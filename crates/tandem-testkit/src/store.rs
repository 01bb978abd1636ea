//! In-memory transactional store
//!
//! Optimistic concurrency: a transaction reads through to the shared map,
//! remembering the version of every key it read and the keys and versions
//! every prefix scan returned. Writes are buffered. `commit` re-validates
//! all of it under the lock and rejects the transaction with `Conflict` if
//! anything it saw changed in the meantime.

use parking_lot::Mutex;
use std::collections::{BTreeMap, HashMap};
use std::sync::Arc;

use tandem_core::{Result, StoreTransaction, TandemError, TransactionalStore};

#[derive(Debug, Clone)]
struct Versioned {
    version: u64,
    value: Vec<u8>,
}

#[derive(Debug, Default)]
struct Shared {
    data: BTreeMap<String, Versioned>,
    next_version: u64,
    commits: u64,
    injected_conflicts: u32,
}

impl Shared {
    fn version(&self, key: &str) -> Option<u64> {
        self.data.get(key).map(|v| v.version)
    }

    fn scan_versions(&self, prefix: &str) -> Vec<(String, u64)> {
        self.data
            .range(prefix.to_string()..)
            .take_while(|(key, _)| key.starts_with(prefix))
            .map(|(key, v)| (key.clone(), v.version))
            .collect()
    }
}

/// Shared in-memory store; clones share the same data
#[derive(Debug, Clone, Default)]
pub struct MemoryStore {
    shared: Arc<Mutex<Shared>>,
}

impl MemoryStore {
    /// Create an empty store
    pub fn new() -> Self {
        Self::default()
    }

    /// Make the next `count` commits fail with `Conflict`
    pub fn inject_conflicts(&self, count: u32) {
        self.shared.lock().injected_conflicts = count;
    }

    /// Number of successful commits so far
    pub fn commit_count(&self) -> u64 {
        self.shared.lock().commits
    }

    /// Committed keys under `prefix`
    pub fn keys(&self, prefix: &str) -> Vec<String> {
        self.shared
            .lock()
            .scan_versions(prefix)
            .into_iter()
            .map(|(key, _)| key)
            .collect()
    }

    /// Number of committed keys
    pub fn len(&self) -> usize {
        self.shared.lock().data.len()
    }

    /// Whether nothing is committed
    pub fn is_empty(&self) -> bool {
        self.len() == 0
    }
}

/// One open transaction on a `MemoryStore`
pub struct MemoryTransaction {
    shared: Arc<Mutex<Shared>>,
    reads: HashMap<String, Option<u64>>,
    scans: HashMap<String, Vec<(String, u64)>>,
    writes: BTreeMap<String, Option<Vec<u8>>>,
}

impl MemoryTransaction {
    fn read_committed(&mut self, key: &str) -> Option<Vec<u8>> {
        let shared = self.shared.lock();
        let entry = shared.data.get(key);
        self.reads
            .entry(key.to_string())
            .or_insert_with(|| entry.map(|v| v.version));
        entry.map(|v| v.value.clone())
    }
}

impl StoreTransaction for MemoryTransaction {
    fn get(&mut self, key: &str) -> Result<Option<Vec<u8>>> {
        if let Some(pending) = self.writes.get(key) {
            return Ok(pending.clone());
        }
        Ok(self.read_committed(key))
    }

    fn put(&mut self, key: &str, value: Vec<u8>) -> Result<()> {
        self.writes.insert(key.to_string(), Some(value));
        Ok(())
    }

    fn delete(&mut self, key: &str) -> Result<bool> {
        let existed = self.get(key)?.is_some();
        self.writes.insert(key.to_string(), None);
        Ok(existed)
    }

    fn scan_prefix(&mut self, prefix: &str) -> Result<Vec<(String, Vec<u8>)>> {
        let mut merged: BTreeMap<String, Vec<u8>> = {
            let shared = self.shared.lock();
            let committed: Vec<(String, Versioned)> = shared
                .data
                .range(prefix.to_string()..)
                .take_while(|(key, _)| key.starts_with(prefix))
                .map(|(key, v)| (key.clone(), v.clone()))
                .collect();
            self.scans.entry(prefix.to_string()).or_insert_with(|| {
                committed
                    .iter()
                    .map(|(key, v)| (key.clone(), v.version))
                    .collect()
            });
            committed
                .into_iter()
                .map(|(key, v)| (key, v.value))
                .collect()
        };
        for (key, pending) in self
            .writes
            .range(prefix.to_string()..)
            .take_while(|(key, _)| key.starts_with(prefix))
        {
            match pending {
                Some(value) => merged.insert(key.clone(), value.clone()),
                None => merged.remove(key),
            };
        }
        Ok(merged.into_iter().collect())
    }
}

impl TransactionalStore for MemoryStore {
    type Transaction = MemoryTransaction;

    fn begin(&self) -> Self::Transaction {
        MemoryTransaction {
            shared: Arc::clone(&self.shared),
            reads: HashMap::new(),
            scans: HashMap::new(),
            writes: BTreeMap::new(),
        }
    }

    fn commit(&self, tx: Self::Transaction) -> Result<()> {
        let mut shared = self.shared.lock();
        if shared.injected_conflicts > 0 {
            shared.injected_conflicts -= 1;
            return Err(TandemError::conflict("injected conflict"));
        }
        for (key, seen) in &tx.reads {
            if shared.version(key) != *seen {
                return Err(TandemError::conflict(format!("{key} changed since read")));
            }
        }
        for (prefix, seen) in &tx.scans {
            if shared.scan_versions(prefix) != *seen {
                return Err(TandemError::conflict(format!(
                    "entries under {prefix} changed since scan"
                )));
            }
        }
        for (key, pending) in tx.writes {
            match pending {
                Some(value) => {
                    shared.next_version += 1;
                    let version = shared.next_version;
                    shared.data.insert(key, Versioned { version, value });
                }
                None => {
                    shared.data.remove(&key);
                }
            }
        }
        shared.commits += 1;
        Ok(())
    }
}

#[cfg(test)]
mod tests {
    use super::*;

    #[test]
    fn transaction_sees_its_own_writes() {
        let store = MemoryStore::new();
        let mut tx = store.begin();
        tx.put("a/1", vec![1]).unwrap();
        tx.put("a/2", vec![2]).unwrap();
        tx.put("b/1", vec![3]).unwrap();
        assert_eq!(tx.get("a/1").unwrap(), Some(vec![1]));
        assert_eq!(tx.scan_prefix("a/").unwrap().len(), 2);
        assert!(store.is_empty());
        store.commit(tx).unwrap();
        assert_eq!(store.keys("a/"), vec!["a/1".to_string(), "a/2".to_string()]);
    }

    #[test]
    fn dropped_transaction_leaves_nothing() {
        let store = MemoryStore::new();
        {
            let mut tx = store.begin();
            tx.put("k", vec![1]).unwrap();
        }
        assert!(store.is_empty());
    }

    #[test]
    fn stale_read_conflicts() {
        let store = MemoryStore::new();
        let mut first = store.begin();
        let mut second = store.begin();
        assert_eq!(first.get("k").unwrap(), None);
        assert_eq!(second.get("k").unwrap(), None);
        first.put("k", vec![1]).unwrap();
        second.put("k", vec![2]).unwrap();
        store.commit(first).unwrap();
        let err = store.commit(second).unwrap_err();
        assert!(err.is_retryable());
    }

    #[test]
    fn phantom_insert_under_scanned_prefix_conflicts() {
        let store = MemoryStore::new();
        let mut scanner = store.begin();
        assert!(scanner.scan_prefix("p/").unwrap().is_empty());
        scanner.put("other", vec![0]).unwrap();

        let mut writer = store.begin();
        writer.put("p/new", vec![1]).unwrap();
        store.commit(writer).unwrap();

        assert!(matches!(
            store.commit(scanner),
            Err(TandemError::Conflict { .. })
        ));
    }

    #[test]
    fn delete_hides_committed_value() {
        let store = MemoryStore::new();
        let mut tx = store.begin();
        tx.put("p/a", vec![1]).unwrap();
        store.commit(tx).unwrap();

        let mut tx = store.begin();
        assert!(tx.delete("p/a").unwrap());
        assert!(tx.scan_prefix("p/").unwrap().is_empty());
        store.commit(tx).unwrap();
        assert!(store.is_empty());
    }

    #[test]
    fn injected_conflicts_are_consumed() {
        let store = MemoryStore::new();
        store.inject_conflicts(1);
        assert!(store.commit(store.begin()).is_err());
        assert!(store.commit(store.begin()).is_ok());
        assert_eq!(store.commit_count(), 1);
    }
}
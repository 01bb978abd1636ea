//! Waiting-condition registries
//!
//! A waiting record parks a protocol instance until a contact satisfies a
//! condition. Two registries share the record shape: one waits for a trust
//! level, the other for the contact to become a one-to-one contact. Nothing
//! polls them; whoever changes a contact's trust calls `take_satisfied`.

use serde::{Deserialize, Serialize};

use tandem_core::{
    IdentityKey, MessageKind, ProtocolInstanceUid, ProtocolKind, Result, StoreTransaction,
    TrustLevel,
};

use super::{owned_prefix, scan, write};

const FAMILY: &str = "waiting";

/// What the instance waits for
#[derive(Debug, Clone, Copy, PartialEq, Eq, Serialize, Deserialize)]
pub enum WaitingCondition {
    /// Contact trust at least this level
    TrustLevelAtLeast(TrustLevel),
    /// Contact is one-to-one and trusted at least this level
    OneToOneUpgrade {
        /// Trust the contact must also have
        min_trust_level: TrustLevel,
    },
}

impl WaitingCondition {
    fn registry(&self) -> &'static str {
        match self {
            Self::TrustLevelAtLeast(_) => "trust",
            Self::OneToOneUpgrade { .. } => "upgrade",
        }
    }

    /// Whether a contact at `level` / `one_to_one` satisfies the condition
    pub fn is_satisfied(&self, level: TrustLevel, one_to_one: bool) -> bool {
        match self {
            Self::TrustLevelAtLeast(target) => *target <= level,
            Self::OneToOneUpgrade { min_trust_level } => one_to_one && *min_trust_level <= level,
        }
    }
}

/// Persisted waiting record
#[derive(Debug, Clone, PartialEq, Eq, Serialize, Deserialize)]
pub struct WaitingRecord {
    /// Identity the waiting instance runs under
    pub owned_identity: IdentityKey,
    /// Contact the condition is about
    pub contact: IdentityKey,
    /// Protocol of the waiting instance
    pub protocol_kind: ProtocolKind,
    /// Waiting instance
    pub instance_uid: ProtocolInstanceUid,
    /// Condition to satisfy
    pub condition: WaitingCondition,
    /// Message posted to the instance once satisfied
    pub message_kind: MessageKind,
}

const REGISTRIES: [&str; 2] = ["trust", "upgrade"];

fn contact_prefix(owned: &IdentityKey, registry: &str, contact: &IdentityKey) -> String {
    format!("{}{registry}/{}/", owned_prefix(FAMILY, owned), contact.to_hex())
}

fn key(record: &WaitingRecord) -> String {
    format!(
        "{}{}/{}",
        contact_prefix(
            &record.owned_identity,
            record.condition.registry(),
            &record.contact
        ),
        record.instance_uid.uuid(),
        record.message_kind.0
    )
}

/// Register (or replace) a waiting record
pub fn register(tx: &mut dyn StoreTransaction, record: &WaitingRecord) -> Result<()> {
    write(tx, &key(record), record)
}

/// Records about `contact`, in both registries
pub fn for_contact(
    tx: &mut dyn StoreTransaction,
    owned: &IdentityKey,
    contact: &IdentityKey,
) -> Result<Vec<WaitingRecord>> {
    let mut records = Vec::new();
    for registry in REGISTRIES {
        records.extend(
            scan::<WaitingRecord>(tx, &contact_prefix(owned, registry, contact))?
                .into_iter()
                .map(|(_, record)| record),
        );
    }
    Ok(records)
}

/// Remove and return every record about `contact` that the new trust level
/// and one-to-one flag satisfy
pub fn take_satisfied(
    tx: &mut dyn StoreTransaction,
    owned: &IdentityKey,
    contact: &IdentityKey,
    level: TrustLevel,
    one_to_one: bool,
) -> Result<Vec<WaitingRecord>> {
    let mut satisfied = Vec::new();
    for registry in REGISTRIES {
        for (key, record) in scan::<WaitingRecord>(tx, &contact_prefix(owned, registry, contact))? {
            if record.condition.is_satisfied(level, one_to_one) {
                tx.delete(&key)?;
                satisfied.push(record);
            }
        }
    }
    Ok(satisfied)
}

/// Drop every record registered for `instance`
pub fn delete_for_instance(
    tx: &mut dyn StoreTransaction,
    owned: &IdentityKey,
    instance: &ProtocolInstanceUid,
) -> Result<usize> {
    let mut deleted = 0;
    for (key, record) in scan::<WaitingRecord>(tx, &owned_prefix(FAMILY, owned))? {
        if record.instance_uid == *instance {
            tx.delete(&key)?;
            deleted += 1;
        }
    }
    Ok(deleted)
}

#[cfg(test)]
mod tests {
    use super::*;

    #[test]
    fn trust_condition_uses_at_least() {
        let condition = WaitingCondition::TrustLevelAtLeast(TrustLevel::new(3));
        assert!(!condition.is_satisfied(TrustLevel::new(2), true));
        assert!(condition.is_satisfied(TrustLevel::new(3), false));
        assert!(condition.is_satisfied(TrustLevel::new(5), false));
    }

    #[test]
    fn upgrade_condition_needs_both_flags() {
        let condition = WaitingCondition::OneToOneUpgrade {
            min_trust_level: TrustLevel::new(1),
        };
        assert!(!condition.is_satisfied(TrustLevel::new(4), false));
        assert!(!condition.is_satisfied(TrustLevel::new(0), true));
        assert!(condition.is_satisfied(TrustLevel::new(1), true));
    }
}
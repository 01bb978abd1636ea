//! Replay guards
//!
//! Append-only set of signatures already accepted, per owned identity. The
//! key is a blake3 digest of the signature; the value keeps the raw bytes.

use tandem_core::{IdentityKey, Result, Signature, StoreTransaction};

use super::owned_prefix;

const FAMILY: &str = "replay";

fn key(owned: &IdentityKey, signature: &Signature) -> String {
    let digest = blake3::hash(signature.as_bytes());
    format!("{}{}", owned_prefix(FAMILY, owned), hex::encode(digest.as_bytes()))
}

/// Whether `signature` was already accepted under `owned`
pub fn contains(
    tx: &mut dyn StoreTransaction,
    owned: &IdentityKey,
    signature: &Signature,
) -> Result<bool> {
    tx.contains(&key(owned, signature))
}

/// Record an accepted signature
pub fn insert(
    tx: &mut dyn StoreTransaction,
    owned: &IdentityKey,
    signature: &Signature,
) -> Result<()> {
    tx.put(&key(owned, signature), signature.as_bytes().to_vec())
}

/// Forget every signature recorded under `owned`
pub fn delete_all(tx: &mut dyn StoreTransaction, owned: &IdentityKey) -> Result<usize> {
    let keys: Vec<String> = tx
        .scan_prefix(&owned_prefix(FAMILY, owned))?
        .into_iter()
        .map(|(key, _)| key)
        .collect();
    for key in &keys {
        tx.delete(key)?;
    }
    Ok(keys.len())
}

#[cfg(test)]
mod tests {
    use super::*;
    use tandem_core::TransactionalStore;
    use tandem_testkit::MemoryStore;

    #[test]
    fn guard_is_per_owned_identity() {
        let store = MemoryStore::new();
        let mut tx = store.begin();
        let alice = IdentityKey::from_bytes([1; 32]);
        let bob = IdentityKey::from_bytes([2; 32]);
        let signature = Signature(vec![7; 64]);

        assert!(!contains(&mut tx, &alice, &signature).unwrap());
        insert(&mut tx, &alice, &signature).unwrap();
        insert(&mut tx, &alice, &Signature(vec![8; 64])).unwrap();
        insert(&mut tx, &bob, &signature).unwrap();
        assert!(contains(&mut tx, &alice, &signature).unwrap());

        assert_eq!(delete_all(&mut tx, &alice).unwrap(), 2);
        assert!(!contains(&mut tx, &alice, &signature).unwrap());
        assert!(contains(&mut tx, &bob, &signature).unwrap());
    }
}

## YOUR OBJECTIVE
Scan the data above and state how many of its lines contain the string "second", with no other content.

## RESULT
4